If the sales tax measure is continued, it could raise another $13 million to $15 million over the next decade, officials said, funding a large share of long-term infrastructure projects such as undergrounding utilities, improving parks and constructing new storm drains.
Street paving projects alone are anticipated to cost $6 million over the next five years.
“It allows us to be proactive in maintenance,” Pismo Beach City Manager Jim Lewis said. “We have some of the better streets in the county because of the half-cent sales tax. People know it’s had a direct impact on their quality of life and property values.”
Measure C raised the city sales tax rate to 7.75 percent from 7.25 percent for 6 ½ years, and is currently set expire March 31, 2015. (The sales tax rate was raised to 8 percent after Proposition 30, a statewide tax measure passed in 2012.)

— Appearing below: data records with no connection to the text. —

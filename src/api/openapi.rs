//! OpenAPI documentation

use axum::Router;
use utoipa::OpenApi;
use utoipa_swagger_ui::SwaggerUi;

use crate::api::{auth, catalog, checkouts, health};

#[derive(OpenApi)]
#[openapi(
    info(
        title = "Library Checkout API",
        version = "0.1.0",
        description = "Patron login, catalog browsing, checkouts and returns"
    ),
    servers(
        (url = "/api/v1", description = "API v1")
    ),
    paths(
        // Health
        health::health_check,
        health::readiness_check,
        // Auth
        auth::login,
        auth::logout,
        auth::me,
        // Catalog
        catalog::list_titles,
        catalog::list_copies,
        // Checkouts
        checkouts::list_my_books,
        checkouts::check_out,
        checkouts::return_book,
    ),
    components(
        schemas(
            auth::LoginRequest,
            auth::LoginResponse,
            auth::SuccessResponse,
            auth::SessionInfo,
            checkouts::CheckoutRequest,
            crate::models::title::CatalogEntry,
            crate::models::title::CopyEntry,
            crate::models::checkout::MyBook,
            health::HealthResponse,
            crate::error::ErrorResponse,
        )
    ),
    tags(
        (name = "health", description = "Health check endpoints"),
        (name = "auth", description = "Patron sessions"),
        (name = "catalog", description = "Titles and copies"),
        (name = "checkouts", description = "Checkouts and returns")
    )
)]
pub struct ApiDoc;

/// Create the OpenAPI documentation router
pub fn create_openapi_router() -> Router {
    Router::new()
        .merge(SwaggerUi::new("/swagger-ui").url("/api-docs/openapi.json", ApiDoc::openapi()))
}
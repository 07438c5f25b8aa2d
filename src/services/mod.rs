//! Business logic services

pub mod catalog;
pub mod checkouts;
pub mod sessions;

use crate::{config::AuthConfig, repository::Repository};

/// Container for all services
#[derive(Clone)]
pub struct Services {
    pub repository: Repository,
    pub sessions: sessions::SessionsService,
    pub catalog: catalog::CatalogService,
    pub checkouts: checkouts::CheckoutsService,
}

impl Services {
    /// Create all services with the given repository
    pub fn new(repository: Repository, auth_config: AuthConfig) -> Self {
        Self {
            sessions: sessions::SessionsService::new(repository.clone(), auth_config),
            catalog: catalog::CatalogService::new(repository.clone()),
            checkouts: checkouts::CheckoutsService::new(repository.clone()),
            repository,
        }
    }
}
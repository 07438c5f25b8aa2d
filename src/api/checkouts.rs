//! Checkout endpoints for the logged-in patron

use axum::{extract::State, Json};
use serde::Deserialize;
use utoipa::ToSchema;

use crate::{error::AppResult, models::checkout::MyBook, AppState};

use super::{auth::SuccessResponse, AppJson, AppPath, SessionUser};

/// Checkout request
#[derive(Deserialize, ToSchema)]
pub struct CheckoutRequest {
    /// Serial number of the copy
    pub serial: i64,
}

/// Books currently checked out by the logged-in patron
#[utoipa::path(
    get,
    path = "/checkouts",
    tag = "checkouts",
    security(("bearer_auth" = [])),
    responses(
        (status = 200, description = "Patron's books", body = Vec<MyBook>),
        (status = 401, description = "Not logged in"),
        (status = 500, description = "A checkout references a missing copy or title")
    )
)]
pub async fn list_my_books(
    State(state): State<AppState>,
    SessionUser(claims): SessionUser,
) -> AppResult<Json<Vec<MyBook>>> {
    let books = state.services.checkouts.list_for_card(claims.card_num).await?;
    Ok(Json(books))
}

/// Check a copy out to the logged-in patron
#[utoipa::path(
    post,
    path = "/checkouts",
    tag = "checkouts",
    security(("bearer_auth" = [])),
    request_body = CheckoutRequest,
    responses(
        (status = 200, description = "Copy checked out", body = SuccessResponse),
        (status = 400, description = "Malformed request body"),
        (status = 401, description = "Not logged in"),
        (status = 404, description = "Unknown copy"),
        (status = 409, description = "Copy already checked out")
    )
)]
pub async fn check_out(
    State(state): State<AppState>,
    SessionUser(claims): SessionUser,
    AppJson(request): AppJson<CheckoutRequest>,
) -> AppResult<Json<SuccessResponse>> {
    state
        .services
        .checkouts
        .check_out(request.serial, claims.card_num)
        .await?;
    Ok(SuccessResponse::ok())
}

/// Return a copy held by the logged-in patron
#[utoipa::path(
    post,
    path = "/checkouts/{serial}/return",
    tag = "checkouts",
    security(("bearer_auth" = [])),
    params(
        ("serial" = i64, Path, description = "Serial number of the copy")
    ),
    responses(
        (status = 200, description = "Copy returned", body = SuccessResponse),
        (status = 400, description = "Serial is not a number"),
        (status = 401, description = "Not logged in"),
        (status = 404, description = "Copy is not checked out by this patron")
    )
)]
pub async fn return_book(
    State(state): State<AppState>,
    SessionUser(claims): SessionUser,
    AppPath(serial): AppPath<i64>,
) -> AppResult<Json<SuccessResponse>> {
    state
        .services
        .checkouts
        .return_book(serial, claims.card_num)
        .await?;
    Ok(SuccessResponse::ok())
}
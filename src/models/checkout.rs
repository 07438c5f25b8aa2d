//! Checkout models

use serde::{Deserialize, Serialize};
use sqlx::FromRow;
use utoipa::ToSchema;

/// Row of the checked_out table: the copy `serial` is lent to `card_num`
#[derive(Debug, Clone, Copy, PartialEq, Eq, Serialize, Deserialize, FromRow)]
pub struct CheckedOut {
    pub serial: i64,
    pub card_num: i64,
}

/// Checkout joined back to its title. Title columns are nullable because
/// the join is outer; a missing title is an integrity fault, not a value.
#[derive(Debug, Clone, FromRow)]
pub struct MyBookRow {
    pub serial: i64,
    pub title: Option<String>,
    pub author: Option<String>,
}

/// Book currently held by the logged-in patron
#[derive(Debug, Clone, PartialEq, Eq, Serialize, Deserialize, ToSchema)]
pub struct MyBook {
    pub title: String,
    pub author: String,
    pub serial: i64,
}

impl TryFrom<MyBookRow> for MyBook {
    type Error = crate::error::AppError;

    fn try_from(row: MyBookRow) -> Result<Self, Self::Error> {
        match (row.title, row.author) {
            (Some(title), Some(author)) => Ok(MyBook {
                title,
                author,
                serial: row.serial,
            }),
            _ => Err(crate::error::AppError::DataIntegrity(format!(
                "checked-out copy {} has no inventory or title record",
                row.serial
            ))),
        }
    }
}
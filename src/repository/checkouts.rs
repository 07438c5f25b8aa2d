//! Checkouts repository: the checked_out join table

use sqlx::{Pool, Sqlite};

use crate::{
    error::{AppError, AppResult},
    models::checkout::{CheckedOut, MyBookRow},
};

#[derive(Clone)]
pub struct CheckoutsRepository {
    pool: Pool<Sqlite>,
}

impl CheckoutsRepository {
    pub fn new(pool: Pool<Sqlite>) -> Self {
        Self { pool }
    }

    /// Copies lent to a card, outer-joined to their titles
    pub async fn list_for_card(&self, card_num: i64) -> AppResult<Vec<MyBookRow>> {
        let rows = sqlx::query_as::<_, MyBookRow>(
            r#"
            SELECT c.serial, t.title, t.author
            FROM checked_out c
            LEFT JOIN inventory i ON i.serial = c.serial
            LEFT JOIN titles t ON t.isbn = i.isbn
            WHERE c.card_num = ?
            ORDER BY c.serial
            "#,
        )
        .bind(card_num)
        .fetch_all(&self.pool)
        .await?;

        Ok(rows)
    }

    /// Current checkout of a copy, if any
    pub async fn get_by_serial(&self, serial: i64) -> AppResult<Option<CheckedOut>> {
        let row = sqlx::query_as::<_, CheckedOut>(
            "SELECT serial, card_num FROM checked_out WHERE serial = ?",
        )
        .bind(serial)
        .fetch_optional(&self.pool)
        .await?;

        Ok(row)
    }

    /// Record that `serial` is lent to `card_num`.
    ///
    /// Constraint violations are reported as conflict (copy already lent) or
    /// not found (unknown copy or patron).
    pub async fn create(&self, serial: i64, card_num: i64) -> AppResult<()> {
        sqlx::query("INSERT INTO checked_out (serial, card_num) VALUES (?, ?)")
            .bind(serial)
            .bind(card_num)
            .execute(&self.pool)
            .await
            .map_err(|e| match &e {
                sqlx::Error::Database(db) if db.is_unique_violation() => {
                    AppError::Conflict(format!("Copy {} is already checked out", serial))
                }
                sqlx::Error::Database(db) if db.is_foreign_key_violation() => {
                    AppError::NotFound(format!("Copy {} or card {} not found", serial, card_num))
                }
                _ => AppError::Database(e),
            })?;

        Ok(())
    }

    /// Remove the checkout of `serial` by `card_num`
    pub async fn delete(&self, serial: i64, card_num: i64) -> AppResult<()> {
        let result = sqlx::query("DELETE FROM checked_out WHERE serial = ? AND card_num = ?")
            .bind(serial)
            .bind(card_num)
            .execute(&self.pool)
            .await?;

        if result.rows_affected() == 0 {
            return Err(AppError::NotFound(format!(
                "Copy {} is not checked out to card {}",
                serial, card_num
            )));
        }
        Ok(())
    }
}
//! Error types for the library server

use axum::{
    extract::rejection::{JsonRejection, PathRejection},
    http::StatusCode,
    response::{IntoResponse, Response},
    Json,
};
use serde::Serialize;
use thiserror::Error;

/// Stable error codes reported in every error body
#[derive(Debug, Clone, Copy, PartialEq, Eq)]
#[repr(u32)]
pub enum ErrorCode {
    Failure = 1,
    NotAuthorized = 2,
    DbFailure = 3,
    NoSuchItem = 4,
    ItemNotAvailable = 5,
    DataIntegrity = 6,
    BadValue = 7,
}

/// Main application error type
#[derive(Error, Debug)]
pub enum AppError {
    #[error("Authentication failed: {0}")]
    Authentication(String),

    #[error("Not found: {0}")]
    NotFound(String),

    #[error("Conflict: {0}")]
    Conflict(String),

    #[error("Bad request: {0}")]
    BadRequest(String),

    /// Stored rows reference each other inconsistently (e.g. a checkout of a copy
    /// that is missing from the inventory).
    #[error("Data integrity error: {0}")]
    DataIntegrity(String),

    #[error("Database error: {0}")]
    Database(#[from] sqlx::Error),

    #[error("Internal server error: {0}")]
    Internal(String),
}

impl AppError {
    pub fn code(&self) -> ErrorCode {
        match self {
            AppError::Authentication(_) => ErrorCode::NotAuthorized,
            AppError::NotFound(_) => ErrorCode::NoSuchItem,
            AppError::Conflict(_) => ErrorCode::ItemNotAvailable,
            AppError::BadRequest(_) => ErrorCode::BadValue,
            AppError::DataIntegrity(_) => ErrorCode::DataIntegrity,
            AppError::Database(_) => ErrorCode::DbFailure,
            AppError::Internal(_) => ErrorCode::Failure,
        }
    }

    pub fn status(&self) -> StatusCode {
        match self {
            AppError::Authentication(_) => StatusCode::UNAUTHORIZED,
            AppError::NotFound(_) => StatusCode::NOT_FOUND,
            AppError::Conflict(_) => StatusCode::CONFLICT,
            AppError::BadRequest(_) => StatusCode::BAD_REQUEST,
            AppError::DataIntegrity(_) | AppError::Database(_) | AppError::Internal(_) => {
                StatusCode::INTERNAL_SERVER_ERROR
            }
        }
    }
}

/// Error response body
#[derive(Serialize, utoipa::ToSchema)]
pub struct ErrorResponse {
    /// Always false
    pub success: bool,
    pub code: u32,
    pub error: String,
    pub message: String,
}

impl IntoResponse for AppError {
    fn into_response(self) -> Response {
        let message = match &self {
            AppError::Authentication(msg)
            | AppError::NotFound(msg)
            | AppError::Conflict(msg)
            | AppError::BadRequest(msg) => msg.clone(),
            AppError::DataIntegrity(msg) => {
                tracing::error!("Data integrity error: {}", msg);
                msg.clone()
            }
            AppError::Database(e) => {
                tracing::error!("Database error: {:?}", e);
                "Database error".to_string()
            }
            AppError::Internal(msg) => {
                tracing::error!("Internal error: {}", msg);
                "Internal server error".to_string()
            }
        };

        let code = self.code();
        let body = Json(ErrorResponse {
            success: false,
            code: code as u32,
            error: format!("{:?}", code),
            message,
        });

        (self.status(), body).into_response()
    }
}

impl From<JsonRejection> for AppError {
    fn from(rejection: JsonRejection) -> Self {
        AppError::BadRequest(rejection.body_text())
    }
}

impl From<PathRejection> for AppError {
    fn from(rejection: PathRejection) -> Self {
        AppError::BadRequest(rejection.body_text())
    }
}

/// Result type alias for application operations
pub type AppResult<T> = Result<T, AppError>;

#[cfg(test)]
mod tests {
    use super::*;

    #[test]
    fn error_kinds_map_to_distinct_statuses() {
        assert_eq!(
            AppError::Authentication("x".into()).into_response().status(),
            StatusCode::UNAUTHORIZED
        );
        assert_eq!(
            AppError::NotFound("x".into()).into_response().status(),
            StatusCode::NOT_FOUND
        );
        assert_eq!(
            AppError::Conflict("x".into()).into_response().status(),
            StatusCode::CONFLICT
        );
        assert_eq!(
            AppError::Database(sqlx::Error::RowNotFound).into_response().status(),
            StatusCode::INTERNAL_SERVER_ERROR
        );
    }

    #[test]
    fn bad_requests_are_reported_as_bad_values() {
        let err = AppError::BadRequest("missing field".into());
        assert_eq!(err.code(), ErrorCode::BadValue);
        assert_eq!(err.into_response().status(), StatusCode::BAD_REQUEST);
    }

    #[test]
    fn integrity_errors_keep_their_own_code() {
        let err = AppError::DataIntegrity("serial 3 has no title".into());
        assert_eq!(err.code(), ErrorCode::DataIntegrity);
        assert_ne!(err.code(), AppError::NotFound("x".into()).code());
        assert_ne!(err.code(), AppError::Database(sqlx::Error::RowNotFound).code());
    }
}
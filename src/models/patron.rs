//! Patron (library card holder) model

use serde::{Deserialize, Serialize};
use sqlx::FromRow;
use utoipa::ToSchema;

/// Patron row. Patrons are seeded out of band and never modified by the server.
#[derive(Debug, Clone, PartialEq, Eq, Serialize, Deserialize, FromRow, ToSchema)]
pub struct Patron {
    pub card_num: i64,
    pub name: String,
}
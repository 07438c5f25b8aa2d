//! Catalog repository: titles and their physical copies

use sqlx::{Pool, Sqlite};

use crate::{
    error::AppResult,
    models::title::{CatalogEntry, CopyEntry},
};

#[derive(Clone)]
pub struct CatalogRepository {
    pool: Pool<Sqlite>,
}

impl CatalogRepository {
    pub fn new(pool: Pool<Sqlite>) -> Self {
        Self { pool }
    }

    /// List every title once, paired with one of its copies.
    ///
    /// The copy shown is the lowest serial still on the shelf, or the lowest
    /// serial overall when every copy is lent. Titles without copies get a
    /// null serial and an empty borrower name.
    pub async fn list_titles(&self) -> AppResult<Vec<CatalogEntry>> {
        let entries = sqlx::query_as::<_, CatalogEntry>(
            r#"
            SELECT t.isbn, t.title, t.author, i.serial,
                   COALESCE(p.name, '') AS name
            FROM titles t
            LEFT JOIN inventory i ON i.serial = (
                SELECT i2.serial
                FROM inventory i2
                LEFT JOIN checked_out c2 ON c2.serial = i2.serial
                WHERE i2.isbn = t.isbn
                ORDER BY c2.serial IS NOT NULL, i2.serial
                LIMIT 1
            )
            LEFT JOIN checked_out c ON c.serial = i.serial
            LEFT JOIN patrons p ON p.card_num = c.card_num
            ORDER BY t.isbn
            "#,
        )
        .fetch_all(&self.pool)
        .await?;

        Ok(entries)
    }

    /// List every copy of a title with its current borrower
    pub async fn list_copies(&self, isbn: &str) -> AppResult<Vec<CopyEntry>> {
        let copies = sqlx::query_as::<_, CopyEntry>(
            r#"
            SELECT i.serial, COALESCE(p.name, '') AS name
            FROM inventory i
            LEFT JOIN checked_out c ON c.serial = i.serial
            LEFT JOIN patrons p ON p.card_num = c.card_num
            WHERE i.isbn = ?
            ORDER BY i.serial
            "#,
        )
        .bind(isbn)
        .fetch_all(&self.pool)
        .await?;

        Ok(copies)
    }

    pub async fn title_exists(&self, isbn: &str) -> AppResult<bool> {
        let exists: bool = sqlx::query_scalar("SELECT EXISTS(SELECT 1 FROM titles WHERE isbn = ?)")
            .bind(isbn)
            .fetch_one(&self.pool)
            .await?;
        Ok(exists)
    }

    /// Whether the library owns a copy with this serial
    pub async fn copy_exists(&self, serial: i64) -> AppResult<bool> {
        let exists: bool = sqlx::query_scalar("SELECT EXISTS(SELECT 1 FROM inventory WHERE serial = ?)")
            .bind(serial)
            .fetch_one(&self.pool)
            .await?;
        Ok(exists)
    }
}
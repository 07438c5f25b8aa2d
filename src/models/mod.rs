//! Data models for the library server

pub mod checkout;
pub mod patron;
pub mod session;
pub mod title;

// Re-export commonly used types
pub use checkout::{CheckedOut, MyBook};
pub use patron::Patron;
pub use session::SessionClaims;
pub use title::{CatalogEntry, CopyEntry};
//! Catalog models: the per-title listing and per-copy shapes

use serde::{Deserialize, Serialize};
use sqlx::FromRow;
use utoipa::ToSchema;

/// One catalog line per title
#[derive(Debug, Clone, PartialEq, Eq, Serialize, Deserialize, FromRow, ToSchema)]
pub struct CatalogEntry {
    pub isbn: String,
    pub title: String,
    pub author: String,
    /// Serial of the copy shown for this title, null when the library owns none
    pub serial: Option<i64>,
    /// Borrower of that copy, empty when it is on the shelf
    pub name: String,
}

/// A physical copy of a title and its current borrower
#[derive(Debug, Clone, PartialEq, Eq, Serialize, Deserialize, FromRow, ToSchema)]
pub struct CopyEntry {
    pub serial: i64,
    pub name: String,
}
//! LLM vendor identifiers.

use serde::{Deserialize, Serialize};
use std::cmp::Ordering;
use std::fmt;
use std::hash::{Hash, Hasher};

const KNOWN: [&str; 4] = ["openai", "anthropic", "google", "mistral"];

/// Which LLM vendor a tracked call went to.
///
/// The four well-known vendors have dedicated variants; anything else is
/// carried verbatim in `Other` so new vendors need no code change.
///
/// Equality, hashing and ordering go through `as_str()`, so an `Other`
/// spelling of a well-known vendor is the same provider as its variant.
#[derive(Debug, Clone, Serialize, Deserialize)]
#[serde(from = "String", into = "String")]
pub enum Provider {
    OpenAi,
    Anthropic,
    Google,
    Mistral,
    Other(String),
}

impl Provider {
    pub fn as_str(&self) -> &str {
        match self {
            Provider::OpenAi => "openai",
            Provider::Anthropic => "anthropic",
            Provider::Google => "google",
            Provider::Mistral => "mistral",
            Provider::Other(name) => KNOWN
                .into_iter()
                .find(|known| known.eq_ignore_ascii_case(name))
                .map_or(name.as_str(), |known| known),
        }
    }

    /// The dedicated variant when `Other` names a well-known vendor.
    pub fn canonical(self) -> Self {
        match self {
            Provider::Other(name) => Provider::from(name),
            known => known,
        }
    }
}

impl PartialEq for Provider {
    fn eq(&self, other: &Self) -> bool {
        self.as_str() == other.as_str()
    }
}

impl Eq for Provider {}

impl Hash for Provider {
    fn hash<H: Hasher>(&self, state: &mut H) {
        self.as_str().hash(state);
    }
}

impl PartialOrd for Provider {
    fn partial_cmp(&self, other: &Self) -> Option<Ordering> {
        Some(self.cmp(other))
    }
}

impl Ord for Provider {
    fn cmp(&self, other: &Self) -> Ordering {
        self.as_str().cmp(other.as_str())
    }
}

impl fmt::Display for Provider {
    fn fmt(&self, f: &mut fmt::Formatter<'_>) -> fmt::Result {
        f.write_str(self.as_str())
    }
}

impl From<&str> for Provider {
    fn from(s: &str) -> Self {
        match s.to_lowercase().as_str() {
            "openai" => Provider::OpenAi,
            "anthropic" => Provider::Anthropic,
            "google" => Provider::Google,
            "mistral" => Provider::Mistral,
            _ => Provider::Other(s.to_string()),
        }
    }
}

impl From<String> for Provider {
    fn from(s: String) -> Self {
        Provider::from(s.as_str())
    }
}

impl From<Provider> for String {
    fn from(p: Provider) -> Self {
        p.as_str().to_string()
    }
}

#[cfg(test)]
mod tests {
    use super::*;

    #[test]
    fn test_known_providers_parse_case_insensitively() {
        assert_eq!(Provider::from("OpenAI"), Provider::OpenAi);
        assert_eq!(Provider::from("anthropic"), Provider::Anthropic);
        assert_eq!(Provider::from("Google"), Provider::Google);
        assert_eq!(Provider::from("MISTRAL"), Provider::Mistral);
    }

    #[test]
    fn test_unknown_provider_is_kept_verbatim() {
        let p = Provider::from("cohere");
        assert_eq!(p, Provider::Other("cohere".to_string()));
        assert_eq!(p.to_string(), "cohere");
    }

    #[test]
    fn test_provider_serializes_as_plain_string() {
        let json = serde_json::to_string(&Provider::Anthropic).unwrap();
        assert_eq!(json, "\"anthropic\"");
        let parsed: Provider = serde_json::from_str("\"groq\"").unwrap();
        assert_eq!(parsed, Provider::Other("groq".to_string()));
    }

    #[test]
    fn test_other_spelling_of_known_vendor_is_the_same_provider() {
        let spelled = Provider::Other("OpenAI".to_string());
        assert_eq!(spelled.as_str(), "openai");
        assert_eq!(spelled, Provider::OpenAi);
        assert_eq!(spelled.clone().canonical(), Provider::OpenAi);
        assert!(matches!(spelled.canonical(), Provider::OpenAi));

        // Unknown vendors stay case-sensitive, like the stored text.
        assert_ne!(
            Provider::Other("Cohere".to_string()),
            Provider::Other("cohere".to_string())
        );
    }
}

Before Measure C went to voters in 2008, officials said budget cuts from prior years left less money to spend on street and sidewalk maintenance, pothole repair and replacement of 20- to 30-year-old storm drains.
To date, more than $3.8 million has been spent on such projects, including seven miles of street paving, sidewalk repairs at 62 locations, storm drain maintenance and repairs, and maintenance of the Pismo Beach pier.
Additional projects totaling about $4 million should be underway by 2015.
Lewis said about 70 percent of the Measure C revenue comes from tourists, based on information from a consultant who monitors sales tax receipts. Downtown Pismo Beach, including Price Street, generates the highest amount of sales tax, followed by the Pismo Beach Premium Outlets. However, much of the money generated by the tax increase is spent in residential areas, Lewis said.
“We have spent a little money on the pier and downtown sidewalks, but the vast majority — far more than the 30 percent paid by residents — is spent in neighborhoods,” he said.
If you go: The Pismo Beach City Council meets at 5:30 p.m. Tuesday at 760 Mattie Road. More information can be found at pismobeach.org.